Sad to say but with this kid I know there are many more days ahead of us with skined up knees and cuts and bruises. This was his first big injury :(
Finally he settled down and we hung out a little bit with Bridget and the kids. Aven was super tired so we all decided we were going to get some sleep.....so we thought!
Aven is not the type of kid to just fall asleep where I lay him, if he's not in his crib he has a hard time sleeping. I figured he would be so tired from playing so hard out there that it wouldn't be a problem. I didn't factor in the head injury, nor did I factor in my Grandparents who were staying in the trailer with us snoring ALL night. I remember at one point in the night waking up and just praying to God that the morning would come so I wouldn't have to listen to this anymore. I even thought about getting up to stuff paper towels in my ears so I wouldn't hear. I watched as the sun slowly came up on my great idea of a nice little get away with about one hour of sleep under both our belts.
I'm actually used to running on no sleep so once I was up I was fine, but I wasn't about to relive another night of torture.
We woke up and headed down to celebrate Faith and Landen's birthday..with glasses on of course to cover my bags.

Justin took all the cousins on a golf cart ride around. Of course Aven is the only one that never enjoys anything :)
My other nephew Colton. Isn't he the cutest??

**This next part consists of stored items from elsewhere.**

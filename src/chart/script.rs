//! Deferred client-side scripts.
//!
//! Function-valued chart options cannot be expressed in JSON. They are
//! carried through the option tree as marker-wrapped strings and spliced in
//! as bare function source by [`dump_options`]. Nothing here is ever
//! evaluated server-side.

use std::fmt;
use std::str::FromStr;
use std::sync::LazyLock;

use regex::{Captures, Regex};
use serde::{Deserialize, Serialize};
use serde_json::{Map, Value};

use super::error::{ChartError, ChartResult};

/// Marker wrapped around deferred scripts produced by this crate.
pub const JS_MARKER: &str = "__JSCODE__";

/// Marker used by older stored chart configs.
pub const LEGACY_JS_MARKER: &str = "--x_x--0_0--";

static JS_MARKER_RE: LazyLock<Regex> =
    LazyLock::new(|| Regex::new(r#""__JSCODE__(.*?)__JSCODE__""#).unwrap());

static LEGACY_MARKER_RE: LazyLock<Regex> =
    LazyLock::new(|| Regex::new(r#""--x_x--0_0--(.*?)--x_x--0_0--""#).unwrap());

/// A client-side function, kept as source text.
#[derive(Debug, Clone, PartialEq, Eq)]
pub struct JsFunction(String);

impl JsFunction {
    pub fn new(source: impl Into<String>) -> Self {
        Self(source.into())
    }

    pub fn source(&self) -> &str {
        &self.0
    }

    /// The marker-wrapped form stored in the option tree.
    pub fn marked(&self) -> String {
        format!("{JS_MARKER}{}{JS_MARKER}", self.0)
    }
}

impl From<JsFunction> for Value {
    fn from(f: JsFunction) -> Self {
        Value::String(f.marked())
    }
}

impl fmt::Display for JsFunction {
    fn fmt(&self, f: &mut fmt::Formatter<'_>) -> fmt::Result {
        f.write_str(&self.0)
    }
}

/// Number format applied by the client formatter runtime.
#[derive(Debug, Clone, Copy, Default, PartialEq, Eq, Hash, Serialize, Deserialize)]
#[serde(rename_all = "lowercase")]
pub enum FormatType {
    #[default]
    None,
    Integer,
    Float1,
    Float2,
    Percent,
    Currency,
    Custom,
}

impl FormatType {
    pub fn as_str(&self) -> &'static str {
        match self {
            FormatType::None => "none",
            FormatType::Integer => "integer",
            FormatType::Float1 => "float1",
            FormatType::Float2 => "float2",
            FormatType::Percent => "percent",
            FormatType::Currency => "currency",
            FormatType::Custom => "custom",
        }
    }

    /// Parse leniently; anything unrecognized formats as `none`.
    pub fn lenient(s: &str) -> Self {
        s.parse().unwrap_or_default()
    }
}

impl FromStr for FormatType {
    type Err = String;

    fn from_str(s: &str) -> Result<Self, Self::Err> {
        match s.trim().to_lowercase().as_str() {
            "" | "none" => Ok(FormatType::None),
            "integer" => Ok(FormatType::Integer),
            "float1" => Ok(FormatType::Float1),
            "float2" => Ok(FormatType::Float2),
            "percent" => Ok(FormatType::Percent),
            "currency" => Ok(FormatType::Currency),
            "custom" => Ok(FormatType::Custom),
            other => Err(format!("unknown format type: {}", other)),
        }
    }
}

/// Where a formatter is attached; decides the callback signature.
#[derive(Debug, Clone, Copy, PartialEq, Eq)]
pub enum FormatterMode {
    /// `function(value)` on axis labels.
    Axis,
    /// `function(params)` on series labels.
    Series,
}

/// Escape text for embedding inside a single-quoted JS string literal.
pub fn escape_js(s: &str) -> String {
    s.replace('\\', "\\\\")
        .replace('\'', "\\'")
        .replace('\r', "\\r")
        .replace('\n', "\\n")
}

pub fn is_function_source(s: &str) -> bool {
    s.trim_start().starts_with("function")
}

pub fn is_marked(s: &str) -> bool {
    s.contains(JS_MARKER) || s.contains(LEGACY_JS_MARKER)
}

/// User-supplied formatter text: function source becomes a deferred script,
/// anything else stays a template string.
pub fn formatter_value(s: &str) -> Value {
    if is_function_source(s) && !is_marked(s) {
        JsFunction::new(s).into()
    } else {
        Value::String(s.to_string())
    }
}

/// Append `suffix` to a template formatter. Function formatters are left alone.
pub fn apply_suffix(fmt: &str, suffix: &str) -> String {
    if suffix.is_empty() {
        return fmt.to_string();
    }
    if fmt.is_empty() {
        return format!("{{value}}{suffix}");
    }
    if is_function_source(fmt) || is_marked(fmt) {
        return fmt.to_string();
    }
    format!("{fmt}{suffix}")
}

/// Build the label or axis formatter for a number format and suffix.
///
/// Returns a template string (`{value}`, `{c}`) when no client formatting is
/// needed, otherwise a deferred call into `window.biFormatter`.
pub fn js_formatter(format: FormatType, script: &str, suffix: &str, mode: FormatterMode) -> Value {
    let safe_suffix = escape_js(suffix);
    let (arg, call, fallback) = match mode {
        FormatterMode::Axis => ("value", "formatAxis", "value"),
        FormatterMode::Series => ("params", "formatSeries", "params.value"),
    };

    match format {
        FormatType::Custom if !script.trim().is_empty() => {
            if is_function_source(script) {
                return JsFunction::new(script).into();
            }
            let safe_script = escape_js(script);
            JsFunction::new(format!(
                "function({arg}){{ try {{ return window.biFormatter.{call}({arg}, 'custom', '{safe_suffix}', '{safe_script}'); }} catch(e) {{ return {fallback}; }} }}"
            ))
            .into()
        }
        FormatType::Custom => Value::String(template(mode, suffix)),
        FormatType::None if !suffix.is_empty() => JsFunction::new(format!(
            "function({arg}){{ try {{ return window.biFormatter.{call}({arg}, 'none', '{safe_suffix}'); }} catch(e) {{ return {fallback} + '{safe_suffix}'; }} }}"
        ))
        .into(),
        FormatType::None => Value::String(template(mode, "")),
        numeric => JsFunction::new(format!(
            "function({arg}){{ try {{ return window.biFormatter.{call}({arg}, '{}', '{safe_suffix}'); }} catch(e) {{ return {fallback}; }} }}",
            numeric.as_str()
        ))
        .into(),
    }
}

fn template(mode: FormatterMode, suffix: &str) -> String {
    match mode {
        FormatterMode::Axis => format!("{{value}}{suffix}"),
        FormatterMode::Series => format!("{{c}}{suffix}"),
    }
}

// ============================================================================
// Generated tooltip and symbol scripts
// ============================================================================

/// Tooltip for percent-stacked charts: every value shown with two decimals and `%`.
pub fn percent_tooltip() -> JsFunction {
    JsFunction::new(
        "function(params){ let res = ''; \
         if (Array.isArray(params)) { if (params.length > 0) { res += params[0].name + '<br/>'; } \
         params.forEach(item => { let val = item.value; if (Array.isArray(val)) { val = val[val.length - 1]; } \
         if (typeof val === 'number') { val = val.toFixed(2) + '%'; } \
         res += item.marker + item.seriesName + ': ' + val + '<br/>'; }); } \
         else { let val = params.value; if (Array.isArray(val)) { val = val[val.length - 1]; } \
         if (typeof val === 'number') { val = val.toFixed(2) + '%'; } \
         res += params.marker + params.name + ': ' + val; } \
         return res; }",
    )
}

/// Tooltip that formats each series through its entry in `config_map`
/// (`{seriesName: {type, suffix, script?}}`), falling back to the global suffix.
pub fn series_tooltip(config_map: &Map<String, Value>, global_suffix: &str) -> JsFunction {
    let map = Value::Object(config_map.clone()).to_string();
    let suffix = escape_js(global_suffix);
    JsFunction::new(format!(
        "function(params){{ try {{ const configMap = {map}; let res = ''; \
         if (Array.isArray(params)) {{ if (params.length > 0) {{ res += params[0].name + '<br/>'; }} \
         params.forEach(item => {{ const cfg = configMap[item.seriesName] || {{ 'type': 'none', 'suffix': '{suffix}' }}; \
         let formatted = item.value; try {{ if (window.biFormatter && window.biFormatter.formatTooltip) {{ \
         formatted = window.biFormatter.formatTooltip(item, cfg.type, cfg.suffix, cfg.script); }} \
         else if (Array.isArray(item.value) && item.value.length > 2) {{ formatted = item.value[2]; }} }} catch (e) {{ }} \
         res += item.marker + item.seriesName + ': ' + formatted + '<br/>'; }}); }} \
         else {{ const cfg = configMap[params.seriesName] || {{ 'type': 'none', 'suffix': '{suffix}' }}; \
         let formatted = params.value; try {{ if (window.biFormatter && window.biFormatter.formatTooltip) {{ \
         formatted = window.biFormatter.formatTooltip(params, cfg.type, cfg.suffix, cfg.script); }} \
         else if (Array.isArray(params.value) && params.value.length > 2) {{ formatted = params.value[2]; }} }} catch (e) {{ }} \
         res += params.marker + params.name + ': ' + formatted; \
         if (params.percent !== undefined) {{ res += ' (' + params.percent + '%)'; }} }} \
         return res; }} catch (e) {{ return ''; }} }}"
    ))
}

/// Tooltip for `[x, y, value]` matrix points (heatmap, scatter matrix).
pub fn matrix_tooltip(config_map: &Map<String, Value>, global_suffix: &str) -> JsFunction {
    let map = Value::Object(config_map.clone()).to_string();
    let suffix = escape_js(global_suffix);
    JsFunction::new(format!(
        "function(params){{ try {{ const configMap = {map}; \
         let item = Array.isArray(params) ? params[0] : params; \
         if (!item.value || item.value.length < 3) return ''; \
         let val = item.value[2]; let seriesName = item.seriesName; \
         const cfg = configMap[seriesName] || {{ 'type': 'none', 'suffix': '{suffix}' }}; \
         let formatted = val; \
         if (window.biFormatter && window.biFormatter.formatTooltip) {{ \
         let proxyItem = {{ value: val, seriesName: seriesName, name: item.name }}; \
         formatted = window.biFormatter.formatTooltip(proxyItem, cfg.type, cfg.suffix, cfg.script); }} \
         else if (val !== undefined && val !== null) {{ formatted = val + cfg.suffix; }} \
         return item.marker + item.name + '<br/>' + seriesName + ': ' + formatted; \
         }} catch (e) {{ return ''; }} }}"
    ))
}

/// Bubble size proportional to the third coordinate, clamped below by `min_size`.
pub fn matrix_symbol_size(min_size: f64, max_size: f64, max_value: f64) -> JsFunction {
    JsFunction::new(format!(
        "function (val) {{ try {{ if (!val || val.length < 3) return {min_size}; \
         var size = (val[2] / {max_value}) * {max_size}; return Math.max(size, {min_size}); }} \
         catch(e) {{ return {min_size}; }} }}"
    ))
}

/// Label showing the third coordinate of a matrix point, optionally formatted.
pub fn matrix_label(format: Option<(FormatType, &str)>) -> JsFunction {
    match format {
        Some((format, suffix)) => {
            let suffix = escape_js(suffix);
            JsFunction::new(format!(
                "function(p){{ try {{ var val = (p && p.data && p.data.length > 2) ? p.data[2] : null; \
                 if (val === null) return ''; if (window.biFormatter && window.biFormatter.format) {{ \
                 return window.biFormatter.format(val, '{}') + '{suffix}'; }} return val; }} \
                 catch (e) {{ return (p && p.data && p.data.length > 2) ? p.data[2] : ''; }} }}",
                format.as_str()
            ))
        }
        None => JsFunction::new(
            "function(p){return (p && p.data && p.data.length > 2) ? p.data[2] : '';}",
        ),
    }
}

// ============================================================================
// Serialization
// ============================================================================

fn unwrap_marked(caps: &Captures<'_>) -> String {
    let escaped = &caps[1];
    serde_json::from_str::<String>(&format!("\"{escaped}\""))
        .unwrap_or_else(|_| escaped.to_string())
}

/// Serialize an option tree, splicing every deferred script in as bare source.
pub fn dump_options(options: &Value) -> ChartResult<String> {
    let json = serde_json::to_string(options).map_err(|e| ChartError::Serialize(e.to_string()))?;
    let json = JS_MARKER_RE.replace_all(&json, unwrap_marked);
    let json = LEGACY_MARKER_RE.replace_all(&json, unwrap_marked);
    Ok(json.into_owned())
}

Aven and Colton giving Johnny some love!


Berlyn enjoyed some nice ocean breeze in her cute little bikini.

They had a luau down at the beach with different games to play. They had a game of tug of war which I wasn't able to participate in cause I had Berlyn on in her wrap. I did enjoy watching and getting a great laugh.
All the men up against all the woman. Not sure how anyone thought this was a fair game. I was trying to yell to the ladies to just let go on the count of 3 and let the men fly back but no one listened.
All the polite Men getting ready to make the women eat sand.

They gave it a good try but it just wasn't gonna happen. Sure was funny though!

Aven enjoyed hanging out with all his cousins. He was in LOVE with Farrah this day. Must have been the cute little green bikini :)

Aven and Cylis hanging out. I think they look like brothers.

Both have that same big head :)

We decided to go home that night and get rest in our own beds. I wasn't gonna last another day with no sleep. I really felt bad since it was me that pretty much planned the whole trip and was me bailing out. We went back the next day nice and rested and had a nice time hanging with the family again.
Yesterday we just stayed home and relaxed with our favorite soilder.


Hope everyone had a wonderful Memorial weekend! I think we will be waiting a little longer before attempting another Adams family vacation.